As a number of Members have said, businesses require certainty. We welcomed the Minister back to her place at Cabinet Office questions last Thursday, and I am delighted to see her on the Front Bench today. I will ask her four specific questions, to which I would be grateful for a reply in her closing remarks.

First, can the Minister guarantee to the automotive sector that it will not face any tariffs from 1 January, in accordance with the Prime Minister’s promise, despite the apparent decision by the Government not to press to secure an agreement on rules of origin?

Secondly, can the Minister assure the financial and legal sectors, which are hugely important to our economy, that the Government’s deal will allow them to do business without new barriers, as the Prime Minister promised?

Thirdly, can the Minister guarantee that there will be no weakening of the arrangements that we have had within the European Union to keep the UK safe from serious international crime and terrorism, and, in particular, that we will retain access to systems such as the European criminal records information system, which shares data about prior convictions across EU countries?

Finally, returning to the point made by my hon.

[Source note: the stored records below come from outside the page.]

use crate::clients::aria2::Aria2Client;
use crate::clients::client::{ClientKind, TorrentClient};
use crate::clients::flood::FloodClient;
use crate::clients::qbittorrent::QBittorrentClient;
use crate::clients::rtorrent::RTorrentClient;
use crate::clients::transmission::TransmissionClient;
use crate::clients::utorrent::UTorrentClient;
use crate::core::error::ClientError;
use crate::models::server::ServerConfig;
use crate::transport::http::TransportSettings;

/// Build the adapter for `config` with default transport settings
pub fn create_client(config: ServerConfig) -> Result<Box<dyn TorrentClient>, ClientError> {
    create_client_with(config, &TransportSettings::default())
}

/// Build the adapter named by `config.client_type`
///
/// Unknown type tags and unusable URLs fail here, before any network I/O.
pub fn create_client_with(
    config: ServerConfig,
    settings: &TransportSettings,
) -> Result<Box<dyn TorrentClient>, ClientError> {
    let kind: ClientKind = config.client_type.parse()?;

    Ok(match kind {
        ClientKind::QBittorrent => Box::new(QBittorrentClient::new(config, settings)?),
        ClientKind::Flood => Box::new(FloodClient::new(config, settings)?),
        ClientKind::Transmission => Box::new(TransmissionClient::new(config, settings)?),
        ClientKind::Aria2 => Box::new(Aria2Client::new(config, settings)?),
        ClientKind::RTorrent => Box::new(RTorrentClient::new(config, settings)?),
        ClientKind::UTorrent => Box::new(UTorrentClient::new(config, settings)?),
    })
}

#[cfg(test)]
mod tests {
    use super::*;

    #[test]
    fn test_every_kind_is_constructible() {
        for kind in ClientKind::ALL {
            let config = ServerConfig::new(format!("{}-box", kind), kind.as_str(), "http://127.0.0.1:9");
            let client = create_client(config).unwrap();
            assert_eq!(client.kind(), kind);
            assert_eq!(client.server().name, format!("{}-box", kind));
        }
    }

    #[test]
    fn test_type_tag_is_case_insensitive() {
        let config = ServerConfig::new("qb", "qBittorrent", "http://127.0.0.1:9");
        assert_eq!(create_client(config).unwrap().kind(), ClientKind::QBittorrent);
    }

    #[test]
    fn test_unknown_type_fails_immediately() {
        let config = ServerConfig::new("x", "deluge", "http://127.0.0.1:9");
        assert!(matches!(create_client(config), Err(ClientError::Config(_))));
    }

    #[test]
    fn test_bad_url_is_config_error() {
        let empty = ServerConfig::new("x", "aria2", "");
        assert!(matches!(create_client(empty), Err(ClientError::Config(_))));

        let garbage = ServerConfig::new("x", "aria2", "::not a url::");
        assert!(matches!(create_client(garbage), Err(ClientError::Config(_))));
    }
}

Friend the Member for Blackley and Broughton (Graham Stringer), given that the Government have insisted that they want a Canada-style deal, which raises the question of why that is off the table, would the Minister confirm that the Government would be willing to accept the non-regression clause provisions within the EU-Canada deal on workers’ rights and environmental protections? Those are precisely the points that were ripped out of the withdrawal agreement after the December election. If the Government were prepared to accept those, it would be a gamechanger in the negotiations.

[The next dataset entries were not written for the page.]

use crate::core::error::TransportError;
use rand::Rng;
use std::fmt;
use std::future::Future;
use std::sync::Arc;
use std::time::Duration;
use tracing::debug;

/// Upper bound of the random jitter added to every retry delay
pub const MAX_JITTER_MS: u64 = 200;

pub type RetryCallback = Arc<dyn Fn(u32, &TransportError) + Send + Sync>;

/// How and when a failed request is retried
#[derive(Clone)]
pub struct RetryPolicy {
    pub max_retries: u32,
    pub base_delay: Duration,
    pub max_delay: Duration,
    pub exponential: bool,
    pub retryable_status_codes: Vec<u16>,
    /// Called once per retry with the 1-based attempt number
    pub on_retry: Option<RetryCallback>,
}

impl Default for RetryPolicy {
    fn default() -> Self {
        Self {
            max_retries: 3,
            base_delay: Duration::from_millis(500),
            max_delay: Duration::from_secs(10),
            exponential: true,
            retryable_status_codes: vec![408, 429, 500, 502, 503, 504],
            on_retry: None,
        }
    }
}

impl fmt::Debug for RetryPolicy {
    fn fmt(&self, f: &mut fmt::Formatter<'_>) -> fmt::Result {
        f.debug_struct("RetryPolicy")
            .field("max_retries", &self.max_retries)
            .field("base_delay", &self.base_delay)
            .field("max_delay", &self.max_delay)
            .field("exponential", &self.exponential)
            .field("retryable_status_codes", &self.retryable_status_codes)
            .field("on_retry", &self.on_retry.is_some())
            .finish()
    }
}

impl RetryPolicy {
    pub fn with_on_retry(mut self, callback: impl Fn(u32, &TransportError) + Send + Sync + 'static) -> Self {
        self.on_retry = Some(Arc::new(callback));
        self
    }

    /// Delay before retry number `attempt` (0-based), without jitter
    ///
    /// `base_delay * 2^attempt` when exponential, capped at `max_delay`.
    pub fn backoff_delay(&self, attempt: u32) -> Duration {
        let delay = if self.exponential {
            self.base_delay.saturating_mul(2_u32.saturating_pow(attempt))
        } else {
            self.base_delay
        };
        delay.min(self.max_delay)
    }

    pub fn is_retryable(&self, error: &TransportError) -> bool {
        match error {
            TransportError::Network(_) => true,
            TransportError::Http(e) => self.retryable_status_codes.contains(&e.status),
            TransportError::InvalidUrl(_) => false,
        }
    }
}

/// Per-request retry setting
#[derive(Debug, Clone, Default)]
pub enum Retry {
    /// Use whatever the client was built with
    #[default]
    Inherit,
    Disabled,
    /// Default policy
    Enabled,
    Policy(RetryPolicy),
}

impl From<bool> for Retry {
    fn from(enabled: bool) -> Self {
        if enabled {
            Retry::Enabled
        } else {
            Retry::Disabled
        }
    }
}

impl From<RetryPolicy> for Retry {
    fn from(policy: RetryPolicy) -> Self {
        Retry::Policy(policy)
    }
}

impl Retry {
    /// Resolve against the client default
    pub fn resolve(self, client_default: Option<&RetryPolicy>) -> Option<RetryPolicy> {
        match self {
            Retry::Inherit => client_default.cloned(),
            Retry::Disabled => None,
            Retry::Enabled => Some(RetryPolicy::default()),
            Retry::Policy(policy) => Some(policy),
        }
    }
}

fn jitter() -> Duration {
    Duration::from_millis(rand::rng().random_range(0..=MAX_JITTER_MS))
}

/// Run `operation` until it succeeds, fails with a non-retryable error, or
/// the policy runs out of retries. The last error is returned unchanged.
pub async fn with_retry<T, F, Fut>(policy: &RetryPolicy, mut operation: F) -> Result<T, TransportError>
where
    F: FnMut() -> Fut,
    Fut: Future<Output = Result<T, TransportError>>,
{
    let mut attempt = 0;
    loop {
        match operation().await {
            Ok(value) => return Ok(value),
            Err(error) => {
                if attempt >= policy.max_retries || !policy.is_retryable(&error) {
                    return Err(error);
                }

                let delay = policy.backoff_delay(attempt) + jitter();
                attempt += 1;

                debug!(
                    attempt,
                    delay_ms = delay.as_millis() as u64,
                    error = %error,
                    "Retrying request"
                );

                if let Some(callback) = &policy.on_retry {
                    callback(attempt, &error);
                }

                tokio::time::sleep(delay).await;
            }
        }
    }
}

Those are straightforward questions because they are all based on promises made by the Prime Minister, so it should be relatively simple for the Minister to say yes to each one of them. If not—I hate to think it—the Government might not have been telling the truth.

The coronavirus pandemic, which is referenced in e-petition 300412, makes it even more important that the Government deliver the deal that the Prime Minister promised, to support jobs, the security of our country, business and people’s livelihoods. As we look to the future, rebuilding from the devastating impact of the virus, we cannot face the additional problems of a disruptive departure from the transition. Covid-19 has taken people’s bandwidth in the civil service, politics and the EU. Businesses have not been able to prepare in the way that they would otherwise have done, because their capacity has been stretched.

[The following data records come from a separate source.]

use crate::core::error::StoreError;
use async_trait::async_trait;
use serde_json::{Map, Value};
use std::collections::HashMap;
use std::path::PathBuf;
use tokio::sync::{broadcast, RwLock};
use tracing::debug;

/// Notification sent to subscribers after a key changes
#[derive(Debug, Clone, PartialEq)]
pub struct StoreChange {
    pub key: String,
    /// `None` when the key was removed
    pub new_value: Option<Value>,
}

/// Persistent key-value store holding JSON values
#[async_trait]
pub trait KeyValueStore: Send + Sync {
    async fn get(&self, key: &str) -> Result<Option<Value>, StoreError>;

    async fn set(&self, key: &str, value: Value) -> Result<(), StoreError>;

    async fn remove(&self, key: &str) -> Result<(), StoreError>;

    fn subscribe(&self) -> broadcast::Receiver<StoreChange>;
}

const CHANGE_CHANNEL_CAPACITY: usize = 64;

/// Store that lives only as long as the process
pub struct MemoryStore {
    entries: RwLock<HashMap<String, Value>>,
    changes: broadcast::Sender<StoreChange>,
}

impl MemoryStore {
    pub fn new() -> Self {
        let (changes, _) = broadcast::channel(CHANGE_CHANNEL_CAPACITY);
        Self {
            entries: RwLock::new(HashMap::new()),
            changes,
        }
    }
}

impl Default for MemoryStore {
    fn default() -> Self {
        Self::new()
    }
}

#[async_trait]
impl KeyValueStore for MemoryStore {
    async fn get(&self, key: &str) -> Result<Option<Value>, StoreError> {
        Ok(self.entries.read().await.get(key).cloned())
    }

    async fn set(&self, key: &str, value: Value) -> Result<(), StoreError> {
        self.entries.write().await.insert(key.to_string(), value.clone());
        // no subscribers is fine
        let _ = self.changes.send(StoreChange {
            key: key.to_string(),
            new_value: Some(value),
        });
        Ok(())
    }

    async fn remove(&self, key: &str) -> Result<(), StoreError> {
        if self.entries.write().await.remove(key).is_some() {
            let _ = self.changes.send(StoreChange {
                key: key.to_string(),
                new_value: None,
            });
        }
        Ok(())
    }

    fn subscribe(&self) -> broadcast::Receiver<StoreChange> {
        self.changes.subscribe()
    }
}

/// Store backed by a single JSON object on disk
///
/// Every write rewrites the whole file through a temporary sibling and a
/// rename, so readers never observe a half-written document.
pub struct FileStore {
    path: PathBuf,
    entries: RwLock<Map<String, Value>>,
    changes: broadcast::Sender<StoreChange>,
}

impl FileStore {
    /// Open `path`, starting empty when the file does not exist yet
    pub async fn open(path: PathBuf) -> Result<Self, StoreError> {
        let entries = match tokio::fs::read_to_string(&path).await {
            Ok(content) if content.trim().is_empty() => Map::new(),
            Ok(content) => serde_json::from_str(&content)?,
            Err(e) if e.kind() == std::io::ErrorKind::NotFound => Map::new(),
            Err(e) => return Err(e.into()),
        };

        debug!(path = %path.display(), keys = entries.len(), "File store opened");

        let (changes, _) = broadcast::channel(CHANGE_CHANNEL_CAPACITY);
        Ok(Self {
            path,
            entries: RwLock::new(entries),
            changes,
        })
    }

    async fn persist(&self, entries: &Map<String, Value>) -> Result<(), StoreError> {
        let content = serde_json::to_vec_pretty(entries)?;
        let tmp = self.path.with_extension("tmp");
        tokio::fs::write(&tmp, content).await?;
        tokio::fs::rename(&tmp, &self.path).await?;
        Ok(())
    }
}

#[async_trait]
impl KeyValueStore for FileStore {
    async fn get(&self, key: &str) -> Result<Option<Value>, StoreError> {
        Ok(self.entries.read().await.get(key).cloned())
    }

    async fn set(&self, key: &str, value: Value) -> Result<(), StoreError> {
        let mut entries = self.entries.write().await;
        let previous = entries.insert(key.to_string(), value.clone());
        if let Err(e) = self.persist(&entries).await {
            match previous {
                Some(old) => entries.insert(key.to_string(), old),
                None => entries.remove(key),
            };
            return Err(e);
        }
        drop(entries);

        let _ = self.changes.send(StoreChange {
            key: key.to_string(),
            new_value: Some(value),
        });
        Ok(())
    }

    async fn remove(&self, key: &str) -> Result<(), StoreError> {
        let mut entries = self.entries.write().await;
        let Some(previous) = entries.remove(key) else {
            return Ok(());
        };
        if let Err(e) = self.persist(&entries).await {
            entries.insert(key.to_string(), previous);
            return Err(e);
        }
        drop(entries);

        let _ = self.changes.send(StoreChange {
            key: key.to_string(),
            new_value: None,
        });
        Ok(())
    }

    fn subscribe(&self) -> broadcast::Receiver<StoreChange> {
        self.changes.subscribe()
    }
}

It was unfortunate that the Chancellor of the Duchy of Lancaster, in his recent statement to the House, tried to point the finger of blame at businesses for not being prepared. They are not helped by the unanswered questions that remain. Businesses around the country have reasonable questions about trade not only in goods, but in services. The agricultural sector has questions about health, food safety, standards and checks. The hon. Member for Twickenham (Munira Wilson) talked about the problems of the pharmaceutical sector. I have talked to many other sectors in my role. Businesses representing critical sectors of the economy simply cannot get a hearing from this Government.

The Government have maintained throughout the coronavirus crisis that they could deliver a deal in the timeframe they have allotted themselves. They will be judged by that promise. As it stands at the moment, they need to get a grip and deliver the deal: not any deal, but the deal they promised last December; the deal that we need for the country to move on.